A sketch for Gross’s mini collection for Marchesa

The primary project during the internship was to create a mini collection for Marchesa’s target customers. Gross and her intern cohort would meet weekly over Zoom with Anna Holvik, Design Director, and Victoria Richard, Senior Couture Design Manager, who would give feedback on their designs. “They gave me great tips on how to improve my designs and also how to work with them,” explains Gross. “For example, when I created my 2D sketches, you should shape that on your mannequin in the same way.” 

Gross was originally drawn to working with Marchesa because their designs echo her own: voluminous shapes, elegant gowns, and intricate floral embroidery. Throughout the process they worked on half-size mannequins, which Gross enjoyed because it allowed her to “save fabric and utilize small scraps, add a lot of lace or embroidered fabrics, and play around with them.” 

For her collection, Gross was inspired by flowers, particularly peonies. She played with layering fabrics and dying different materials such as denim, and created gowns that emulated floral beauty. “Gowns always remind me of a flower, with the shapes and the layers. For example, ruffles you can layer on top or below each other,” Gross describes. “I love floral elements and try to add them wherever I can. It never gets boring for me. I love playing with fabric manipulation, pleats, and textiles.”

Gross working on her senior thesis collection

Being an avid tennis player (who even played for the Academy during her sophomore year), her design aesthetic fuses these floral elements with sportswear. For her senior thesis collection, her next big project, Gross is combining these two elements, utilizing the skills and techniques she learned at Marchesa. “It would have been better to learn in the atelier, but it was cool to get feedback from [the Marchesa design team] which is also worth a lot; and to see that the processes we’re doing in school are the same as in the working world.”
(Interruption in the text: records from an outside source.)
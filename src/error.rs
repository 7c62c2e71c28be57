//! Error types for textbtree.

use std::fmt;

/// Result type alias for textbtree operations.
pub type Result<T> = std::result::Result<T, Error>;

/// Error type for textbtree operations.
///
/// Only caller input can fail. Broken structural invariants are reported by
/// [`BTree::check`](crate::BTree::check) as a panic, never through this type.
#[derive(Debug, Clone, PartialEq, Eq)]
pub enum Error {
    /// A bulk-load record was rejected. `record` is its zero-based position.
    Load { record: usize, kind: LoadErrorKind },
    /// No mark with this name exists.
    UnknownMark(String),
    /// The name cannot be used for a mark.
    InvalidMarkName(String),
    /// No tag with this name exists.
    UnknownTag(String),
    /// The peer slot is not registered.
    InvalidPeer(usize),
    /// A peer range whose start lies after its end.
    InvalidPeerRange { start: usize, end: usize },
    /// Explicit line lookup past the last line.
    LineOutOfRange { line: usize, line_count: usize },
}

/// Why a bulk-load record was rejected.
#[derive(Debug, Clone, PartialEq, Eq)]
pub enum LoadErrorKind {
    /// `Setup` may only appear as the first record.
    SetupNotFirst,
    /// Text records hold a single line fragment; newlines use `Break`.
    NewlineInText,
    /// A content record names a tag that was never configured.
    UnknownTag(String),
    /// A mark record carries an unusable name.
    InvalidMarkName(String),
    /// An elide-off record without a matching elide-on.
    UnmatchedElideEnd,
    /// Input ended inside an elided run.
    UnterminatedElide,
    /// An image or window record without a name.
    EmptyEmbedName,
}

impl fmt::Display for LoadErrorKind {
    fn fmt(&self, f: &mut fmt::Formatter<'_>) -> fmt::Result {
        match self {
            Self::SetupNotFirst => write!(f, "setup must be the first record"),
            Self::NewlineInText => write!(f, "text contains a newline"),
            Self::UnknownTag(name) => write!(f, "unknown tag \"{name}\""),
            Self::InvalidMarkName(name) => write!(f, "invalid mark name \"{name}\""),
            Self::UnmatchedElideEnd => write!(f, "elide end without elide start"),
            Self::UnterminatedElide => write!(f, "elide start without elide end"),
            Self::EmptyEmbedName => write!(f, "embedded object without a name"),
        }
    }
}

impl fmt::Display for Error {
    fn fmt(&self, f: &mut fmt::Formatter<'_>) -> fmt::Result {
        match self {
            Self::Load { record, kind } => write!(f, "load record {record}: {kind}"),
            Self::UnknownMark(name) => write!(f, "unknown mark \"{name}\""),
            Self::InvalidMarkName(name) => write!(f, "invalid mark name \"{name}\""),
            Self::UnknownTag(name) => write!(f, "unknown tag \"{name}\""),
            Self::InvalidPeer(peer) => write!(f, "peer {peer} is not registered"),
            Self::InvalidPeerRange { start, end } => {
                write!(f, "invalid peer range: line {start} after line {end}")
            }
            Self::LineOutOfRange { line, line_count } => {
                write!(f, "line {line} out of range for {line_count} lines")
            }
        }
    }
}

impl std::error::Error for Error {}

#[cfg(test)]
mod tests {
    use super::*;

    #[test]
    fn test_error_display() {
        let err = Error::Load {
            record: 3,
            kind: LoadErrorKind::NewlineInText,
        };
        assert_eq!(err.to_string(), "load record 3: text contains a newline");

        let err = Error::UnknownMark("insert".to_string());
        assert!(err.to_string().contains("\"insert\""));

        let err = Error::LineOutOfRange {
            line: 10,
            line_count: 4,
        };
        assert!(err.to_string().contains("line 10"));
    }

    #[test]
    fn test_error_is_std_error() {
        let err: Box<dyn std::error::Error> = Box::new(Error::InvalidPeer(2));
        assert_eq!(err.to_string(), "peer 2 is not registered");
    }
}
When asked for her opinion about fashion in the pandemic, Gross hopes that it will encourage brands to find and utilize more sustainable practices. “I think work will continue on Zoom because it’s really practical right now. But if fashion is going to have huge amounts of garments then they still have to go to their manufacturer. I’m hoping this will encourage local manufacturers and smaller collections.” After she graduates in spring 2021, Gross hopes to continue working with high fashion brands, such as Ralph & Russo, Elie Saab, and Zuhair Murad, before eventually launching her own label.